- Opening Delimiter -
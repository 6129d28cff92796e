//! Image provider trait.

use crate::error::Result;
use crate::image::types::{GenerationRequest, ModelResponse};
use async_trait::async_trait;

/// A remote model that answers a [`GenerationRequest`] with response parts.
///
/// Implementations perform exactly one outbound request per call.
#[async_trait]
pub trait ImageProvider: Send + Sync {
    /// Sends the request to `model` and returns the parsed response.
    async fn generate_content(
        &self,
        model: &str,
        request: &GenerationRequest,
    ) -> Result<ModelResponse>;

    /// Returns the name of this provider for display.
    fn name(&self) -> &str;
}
- Closing Delimiter -
- Opening Delimiter -
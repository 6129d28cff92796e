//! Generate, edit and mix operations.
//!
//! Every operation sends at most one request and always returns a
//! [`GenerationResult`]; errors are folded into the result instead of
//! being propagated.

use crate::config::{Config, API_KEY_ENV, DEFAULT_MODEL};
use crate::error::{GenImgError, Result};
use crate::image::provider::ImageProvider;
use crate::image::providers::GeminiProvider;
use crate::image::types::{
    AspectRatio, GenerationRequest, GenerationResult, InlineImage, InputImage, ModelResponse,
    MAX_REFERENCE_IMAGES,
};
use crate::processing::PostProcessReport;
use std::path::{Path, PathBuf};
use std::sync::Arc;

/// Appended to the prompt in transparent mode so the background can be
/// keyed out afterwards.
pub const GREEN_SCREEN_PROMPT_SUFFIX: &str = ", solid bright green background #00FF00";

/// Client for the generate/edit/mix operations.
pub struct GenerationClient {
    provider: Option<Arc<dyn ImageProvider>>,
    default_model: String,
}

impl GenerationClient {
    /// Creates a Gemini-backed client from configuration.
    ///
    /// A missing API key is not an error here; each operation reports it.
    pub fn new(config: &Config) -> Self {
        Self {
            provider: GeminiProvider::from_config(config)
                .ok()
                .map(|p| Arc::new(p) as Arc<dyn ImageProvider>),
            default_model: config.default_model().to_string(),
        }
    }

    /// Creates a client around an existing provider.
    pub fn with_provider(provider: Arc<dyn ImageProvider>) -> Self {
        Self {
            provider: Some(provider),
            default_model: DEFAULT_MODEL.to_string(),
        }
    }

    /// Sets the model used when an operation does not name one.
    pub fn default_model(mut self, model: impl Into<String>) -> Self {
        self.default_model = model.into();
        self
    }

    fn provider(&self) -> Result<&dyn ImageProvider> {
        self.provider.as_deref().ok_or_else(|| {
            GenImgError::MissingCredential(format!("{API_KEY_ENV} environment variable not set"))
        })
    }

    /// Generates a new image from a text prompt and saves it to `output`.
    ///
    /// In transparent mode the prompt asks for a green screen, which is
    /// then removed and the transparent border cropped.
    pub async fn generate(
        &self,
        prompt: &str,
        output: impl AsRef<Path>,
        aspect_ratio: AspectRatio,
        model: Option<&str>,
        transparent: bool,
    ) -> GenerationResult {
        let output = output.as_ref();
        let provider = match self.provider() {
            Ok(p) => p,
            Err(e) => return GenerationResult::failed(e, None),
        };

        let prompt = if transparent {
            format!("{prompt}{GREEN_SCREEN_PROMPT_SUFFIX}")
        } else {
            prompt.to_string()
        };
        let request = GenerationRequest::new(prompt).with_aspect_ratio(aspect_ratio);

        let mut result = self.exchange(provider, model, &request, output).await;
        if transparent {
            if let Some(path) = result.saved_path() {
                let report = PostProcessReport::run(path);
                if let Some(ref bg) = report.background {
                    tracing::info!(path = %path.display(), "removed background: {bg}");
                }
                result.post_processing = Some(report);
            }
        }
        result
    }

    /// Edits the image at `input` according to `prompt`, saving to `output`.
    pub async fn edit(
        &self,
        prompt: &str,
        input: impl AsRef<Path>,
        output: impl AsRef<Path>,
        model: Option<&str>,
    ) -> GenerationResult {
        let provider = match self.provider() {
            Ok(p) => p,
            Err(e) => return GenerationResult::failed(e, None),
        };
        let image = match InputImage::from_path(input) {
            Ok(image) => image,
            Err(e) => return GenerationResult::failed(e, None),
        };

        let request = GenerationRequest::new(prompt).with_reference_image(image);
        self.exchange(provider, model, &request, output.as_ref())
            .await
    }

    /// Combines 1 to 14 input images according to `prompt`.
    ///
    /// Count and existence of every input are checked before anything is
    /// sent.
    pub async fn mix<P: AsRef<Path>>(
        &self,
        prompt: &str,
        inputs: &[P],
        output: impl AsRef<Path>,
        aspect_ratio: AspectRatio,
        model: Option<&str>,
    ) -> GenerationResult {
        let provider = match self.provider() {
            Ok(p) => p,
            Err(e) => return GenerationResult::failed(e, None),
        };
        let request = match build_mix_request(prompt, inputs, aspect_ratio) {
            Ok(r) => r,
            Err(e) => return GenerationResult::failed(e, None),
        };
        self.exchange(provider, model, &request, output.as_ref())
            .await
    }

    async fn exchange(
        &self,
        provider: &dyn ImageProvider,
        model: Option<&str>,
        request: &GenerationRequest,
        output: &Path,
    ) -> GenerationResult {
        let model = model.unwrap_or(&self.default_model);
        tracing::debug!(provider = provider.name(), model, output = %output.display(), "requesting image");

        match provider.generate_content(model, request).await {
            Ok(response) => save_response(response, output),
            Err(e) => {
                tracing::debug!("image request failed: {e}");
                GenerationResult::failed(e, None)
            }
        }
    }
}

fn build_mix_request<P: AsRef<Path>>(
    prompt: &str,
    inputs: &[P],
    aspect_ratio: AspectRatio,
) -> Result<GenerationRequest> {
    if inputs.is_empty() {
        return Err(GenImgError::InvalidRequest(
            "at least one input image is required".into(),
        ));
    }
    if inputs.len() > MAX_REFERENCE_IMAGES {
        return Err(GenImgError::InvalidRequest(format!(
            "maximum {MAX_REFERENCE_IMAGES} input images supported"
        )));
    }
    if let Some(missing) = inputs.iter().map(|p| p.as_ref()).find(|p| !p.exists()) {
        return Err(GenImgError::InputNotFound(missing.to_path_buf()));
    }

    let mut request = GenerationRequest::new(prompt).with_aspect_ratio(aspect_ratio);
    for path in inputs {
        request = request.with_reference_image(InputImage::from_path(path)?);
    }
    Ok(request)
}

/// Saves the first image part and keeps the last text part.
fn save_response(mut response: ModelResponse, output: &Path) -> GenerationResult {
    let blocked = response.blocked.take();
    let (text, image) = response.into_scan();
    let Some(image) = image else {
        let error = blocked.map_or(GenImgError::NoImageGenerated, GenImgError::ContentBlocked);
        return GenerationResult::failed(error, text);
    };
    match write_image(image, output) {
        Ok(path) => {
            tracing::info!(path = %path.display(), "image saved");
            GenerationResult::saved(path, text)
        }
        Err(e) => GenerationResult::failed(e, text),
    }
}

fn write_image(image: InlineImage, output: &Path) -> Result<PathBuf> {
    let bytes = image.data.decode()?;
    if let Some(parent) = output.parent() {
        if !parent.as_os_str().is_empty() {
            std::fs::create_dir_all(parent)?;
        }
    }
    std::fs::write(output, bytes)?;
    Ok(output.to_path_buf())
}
- Closing Delimiter -
* Description of the task
Copy out each line in the preceding records that contains "text".

* Answer to this problem
    /// Generates a new image from a text prompt and saves it to `output`.
/// Saves the first image part and keeps the last text part.
    let (text, image) = response.into_scan();
        return GenerationResult::failed(error, text);
            GenerationResult::saved(path, text)
        Err(e) => GenerationResult::failed(e, text),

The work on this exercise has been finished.